O impacto é específico às empresas que estão no regime do lucro real – as que têm faturamento acima de R$ 78 milhões – e que recolhem IR e CSLL por estimativa. As companhias, nessa modalidade, antecipam os valores mês a mês ao governo, com base em uma previsão de lucro, e no fim do ano fazem o encontro de contas (se pagaram a mais ficam com crédito e se pagaram a menos podem fazer o complemento).
Até a publicação da Lei nº 13.670, elas podiam abater dos pagamentos mensais os valores que tinham a receber do Fisco. Esse crédito era gerado, por exemplo, com o recolhimento a maior, em outras ocasiões, do próprio IR e da CSLL e também de PIS e Cofins. Já depois da lei, com a compensação vetada, elas passaram a ser obrigadas a desembolsar os valores integrais dos tributos.
Esse é um assunto que tem gerado muita divergência entre o Fisco e os contribuintes. E, para advogados, o parecer publicado ontem pela Receita, coloca ainda “mais lenha” na discussão já superaquecida.
A Receita afirma no texto que as compensações feitas depois da data de vigência da lei serão consideradas – para fins de fiscalização – como não declaradas. São as situações em que o contribuinte tentou compensar valores em uma hipótese não prevista. E, para esses casos, as multas são muito altas.
O Fisco pode aplicar entre 75% e 150% sobre o valor que foi objeto do pedido indevido de compensação. E, além disso, existe ainda a possibilidade de cobrar mais 75% de multa de ofício, depois de encerrado o ano, em razão de o contribuinte não ter pago o total dos tributos devidos.
“Seriam dois autos de infração diferentes. Um específico para a compensação que foi considerada não declarada e um outro em decorrência dos valores que não foram pagos”, detalha o advogado Luís Alexandre Barbosa, sócio do escritório LBMF.
O especialista chama a atenção, no entanto, que esse assunto é bastante discutível. Há inúmeros casos tanto no Conselho Administrativo de Recursos Fiscais (Carf) como no Judiciário que tratam da aplicação de duas multas sobre um mesmo ato. “Tem decisões dos dois lados, permitindo e não permitindo a aplicação da duas multas. Em uma delas, do mês de setembro, no Carf, por exemplo, ficou entendido que nesses casos prevalece a mais gravosa.”

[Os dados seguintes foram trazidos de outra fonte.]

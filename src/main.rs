use predictive_avoidance::files::{
    read_legacy_scenario, read_trajectory, write_animation, write_legacy_files, write_trajectory,
};
use predictive_avoidance::generator::{generate, GeneratorConfig};
use predictive_avoidance::{summarize, GoalPlacement, Sample, ScenarioConfig, SimulationError};

use anyhow::{bail, Context, Result};
use clap::{Args, Parser, Subcommand, ValueEnum};

use std::fs::File;
use std::io::{BufReader, BufWriter};
use std::path::{Path, PathBuf};
use std::time::Instant;

#[derive(Parser, Debug)]
#[command(about = "Predictive collision avoidance for a single agent")]
struct Cli {
    #[command(subcommand)]
    command: Command,
}

#[derive(Subcommand, Debug)]
enum Command {
    /// Run a scenario and write the sampled trajectory
    Run(RunArgs),
    /// Generate a random scenario file
    Generate(GenerateArgs),
    /// Print statistics of a trajectory file
    Summary {
        #[arg(short, long)]
        input: PathBuf,
    },
    /// Convert a trajectory file into XYZ animation frames
    Animate {
        /// Trajectory file written by `run`
        #[arg(short, long)]
        input: PathBuf,
        /// Scenario the trajectory came from, for radii and arena size
        #[arg(short, long)]
        scenario: PathBuf,
        #[arg(short, long)]
        output: PathBuf,
    },
}

#[derive(ValueEnum, Clone, Copy, Debug)]
enum Goal {
    Centered,
    Corner,
}

impl From<Goal> for GoalPlacement {
    fn from(goal: Goal) -> Self {
        match goal {
            Goal::Centered => GoalPlacement::Centered,
            Goal::Corner => GoalPlacement::Corner,
        }
    }
}

#[derive(Args, Debug)]
struct RunArgs {
    /// YAML scenario
    #[arg(short, long, conflicts_with_all = ["static_file", "dynamic_file"])]
    scenario: Option<PathBuf>,
    /// Legacy static file (arena, speeds, radii and masses)
    #[arg(long = "static-file", requires = "dynamic_file")]
    static_file: Option<PathBuf>,
    /// Legacy dynamic file (initial positions and velocities)
    #[arg(long = "dynamic-file", requires = "static_file")]
    dynamic_file: Option<PathBuf>,
    /// Integration step, required with legacy files
    #[arg(long)]
    dt: Option<f64>,
    /// Sampling step, required with legacy files
    #[arg(long)]
    dt2: Option<f64>,
    /// Goal placement for legacy files
    #[arg(long, value_enum, default_value = "centered")]
    goal: Goal,
    /// Trajectory output file
    #[arg(short, long)]
    output: Option<PathBuf>,
}

#[derive(Args, Debug)]
struct GenerateArgs {
    #[arg(short = 'W', long, default_value_t = 20.0)]
    width: f64,
    #[arg(short = 'H', long, default_value_t = 10.0)]
    height: f64,
    #[arg(short = 'p', long, default_value_t = 10)]
    obstacle_count: usize,
    #[arg(long, default_value_t = 0.25)]
    obstacle_radius: f64,
    #[arg(long, default_value_t = 1.0)]
    obstacle_speed: f64,
    #[arg(long, default_value_t = 0.5)]
    comfort_radius: f64,
    #[arg(long, default_value_t = 0.5)]
    safe_wall_distance: f64,
    #[arg(long, default_value_t = 0.25)]
    agent_radius: f64,
    #[arg(short, long, default_value_t = 70.0)]
    mass: f64,
    #[arg(long, default_value_t = 2.0)]
    border_limit: f64,
    #[arg(long, default_value_t = 1.3)]
    preferred_speed: f64,
    #[arg(long, default_value_t = 0.5)]
    relaxation_time: f64,
    #[arg(long, default_value_t = 2.0)]
    max_speed: f64,
    #[arg(long, default_value_t = 2.0)]
    anticipation_time: f64,
    #[arg(long, default_value_t = 0.01)]
    dt: f64,
    #[arg(long, default_value_t = 0.1)]
    dt2: f64,
    #[arg(long, default_value_t = 42)]
    seed: u64,
    /// YAML scenario output
    #[arg(short, long, required_unless_present = "static_file")]
    output: Option<PathBuf>,
    /// Legacy static file output
    #[arg(long = "static-file", requires = "dynamic_file")]
    static_file: Option<PathBuf>,
    /// Legacy dynamic file output
    #[arg(long = "dynamic-file", requires = "static_file")]
    dynamic_file: Option<PathBuf>,
}

impl From<&GenerateArgs> for GeneratorConfig {
    fn from(args: &GenerateArgs) -> Self {
        GeneratorConfig {
            width: args.width,
            height: args.height,
            safe_wall_distance: args.safe_wall_distance,
            border_limit: args.border_limit,
            obstacle_count: args.obstacle_count,
            obstacle_radius: args.obstacle_radius,
            obstacle_speed: args.obstacle_speed,
            mass: args.mass,
            agent_radius: args.agent_radius,
            comfort_radius: args.comfort_radius,
            max_speed: args.max_speed,
            preferred_speed: args.preferred_speed,
            relaxation_time: args.relaxation_time,
            anticipation_time: args.anticipation_time,
            dt: args.dt,
            dt2: args.dt2,
            seed: args.seed,
        }
    }
}

fn load_scenario(args: &RunArgs) -> Result<ScenarioConfig> {
    if let Some(path) = &args.scenario {
        return ScenarioConfig::from_yaml_file(path)
            .with_context(|| format!("failed to load {}", path.display()));
    }
    match (&args.static_file, &args.dynamic_file, args.dt, args.dt2) {
        (Some(static_file), Some(dynamic_file), Some(dt), Some(dt2)) => {
            let mut scenario = read_legacy_scenario(static_file, dynamic_file, dt, dt2)
                .context("failed to load the static/dynamic files")?;
            scenario.arena.goal = args.goal.into();
            Ok(scenario)
        }
        (Some(_), Some(_), _, _) => bail!("--dt and --dt2 must be given with legacy input files"),
        _ => bail!("either --scenario or --static-file and --dynamic-file must be given"),
    }
}

fn save_trajectory(path: &Path, samples: &[Sample]) -> Result<()> {
    let file =
        File::create(path).with_context(|| format!("failed to create {}", path.display()))?;
    write_trajectory(BufWriter::new(file), samples)
        .with_context(|| format!("failed to write {}", path.display()))?;
    log::info!("wrote {} samples to {}", samples.len(), path.display());
    Ok(())
}

fn run(args: &RunArgs) -> Result<()> {
    let scenario = load_scenario(args)?;
    let simulation = scenario.build()?;

    let start = Instant::now();
    let outcome = simulation.simulate();
    log::info!("simulation took {} ms", start.elapsed().as_millis());

    match outcome {
        Ok(samples) => {
            if let Some(path) = &args.output {
                save_trajectory(path, &samples)?;
            }
            if let Some(summary) = summarize(&samples) {
                println!(
                    "goal reached after {:.2} (distance travelled {:.3}, mean speed {:.3})",
                    summary.elapsed, summary.distance_travelled, summary.mean_speed
                );
            } else {
                println!("agent started on the goal");
            }
            Ok(())
        }
        Err(err @ SimulationError::TimeLimitExceeded { .. }) => {
            if let Some(path) = &args.output {
                save_trajectory(path, err.samples())?;
            }
            Err(err.into())
        }
    }
}

fn generate_scenario(args: &GenerateArgs) -> Result<()> {
    let scenario = generate(&GeneratorConfig::from(args))?;
    if let Some(path) = &args.output {
        let yaml = scenario.to_yaml_string()?;
        std::fs::write(path, yaml).with_context(|| format!("failed to write {}", path.display()))?;
        println!("wrote {} obstacles to {}", scenario.obstacles.len(), path.display());
    }
    if let (Some(static_file), Some(dynamic_file)) = (&args.static_file, &args.dynamic_file) {
        write_legacy_files(static_file, dynamic_file, &scenario).with_context(|| {
            format!("failed to write {} and {}", static_file.display(), dynamic_file.display())
        })?;
        println!(
            "wrote {} obstacles to {} and {}",
            scenario.obstacles.len(),
            static_file.display(),
            dynamic_file.display()
        );
    }
    Ok(())
}

fn print_summary(input: &Path) -> Result<()> {
    let file = File::open(input).with_context(|| format!("failed to open {}", input.display()))?;
    let samples = read_trajectory(BufReader::new(file))?;
    match summarize(&samples) {
        Some(summary) => {
            println!("time taken:         {:.3}", summary.elapsed);
            println!("distance travelled: {:.3}", summary.distance_travelled);
            println!("mean speed:         {:.3}", summary.mean_speed);
            if let Some(closest) = summary.closest_approach {
                println!("closest approach:   {:.3}", closest);
            }
        }
        None => println!("empty trajectory"),
    }
    Ok(())
}

fn animate(input: &Path, scenario: &Path, output: &Path) -> Result<()> {
    let scenario = ScenarioConfig::from_yaml_file(scenario)
        .with_context(|| format!("failed to load {}", scenario.display()))?;
    let file = File::open(input).with_context(|| format!("failed to open {}", input.display()))?;
    let samples = read_trajectory(BufReader::new(file))?;

    let out =
        File::create(output).with_context(|| format!("failed to create {}", output.display()))?;
    write_animation(
        BufWriter::new(out),
        &samples,
        &scenario.radii(),
        scenario.arena.width,
        scenario.arena.height,
    )
    .with_context(|| format!("failed to write {}", output.display()))?;
    log::info!("wrote {} frames to {}", samples.len(), output.display());
    Ok(())
}

fn main() -> Result<()> {
    env_logger::Builder::from_env(env_logger::Env::default().default_filter_or("info")).init();

    let cli = Cli::parse();
    match &cli.command {
        Command::Run(args) => run(args),
        Command::Generate(args) => generate_scenario(args),
        Command::Summary { input } => print_summary(input),
        Command::Animate { input, scenario, output } => animate(input, scenario, output),
    }
}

Leo Lopes, sócio do FAS Advogados, destaca que no parecer da Receita consta também a possibilidade de aplicação das duas multas com relação ao período anterior à Lei 13.670 (ou seja, quando a compensação dos tributos recolhidos por estimativa ainda era permitida). Nesses casos, no entanto, a multa se dá em razão da compensação não homologada – o contribuinte tem o direito de pedir, mas a fiscalização verificou que há alguma inconsistência, por exemplo, quanto aos valores que poderiam ser usados.
A multa em decorrência da compensação, nesses casos, é de 50% sobre os valores devidos. E, depois, no ano seguinte, o Fisco ainda pode cobrar os mesmos 75% de multa de ofício em razão de o contribuinte ter recolhido menos do que deveria. “Só que já há manifestação do Supremo Tribunal Federal sobre o assunto. Qualquer tipo de multa que supere o valor do tributo devido é uma multa confiscatória”, diz.
Essa questão das multas deve fermentar as discussões, já acirradas, em torno das compensações dos tributos. A Lei nº 13.670 vem sendo alvo de contestações na Justiça desde que foi publicada. Para os contribuintes, o governo mudou as regras “no meio do jogo”. Isso porque a escolha da forma como vão recolher o imposto – se por estimativa, mês a mês, ou por trimestre – é feita no começo do ano e essa opção é irretratável.
“Se é irretratável para o contribuinte, tem que ser irretratável para o governo também”, entende o advogado Tiago Conde, do escritório Sacha Calmon. “O governo fez essa lei de forma abrupta e mexeu com todo o planejamento das empresas. O contribuinte fez essa opção porque ele poderia quitar as estimativas, mês a mês, com os créditos. Então, pelo menos até o fim deste ano, é o que deveria prevalecer.”
Não há ainda, no entanto, um entendimento consolidado da Justiça sobre esse assunto. Vários contribuintes obtiveram, em um primeiro momento, decisões liminares permitindo a compensação dos tributos até o fim do ano. Mas o governo conseguiu reverter uma boa parte delas na segunda instância, conforme advogados.
Desembargadores têm aceitado o argumento de que o poder público tem discricionariedade para determinar as regras e a forma como a compensação vai ocorrer e que, no caso específico, o governo não está vedando o crédito, mas sim vedando o pagamento, por meio da compensação, de um débito específico.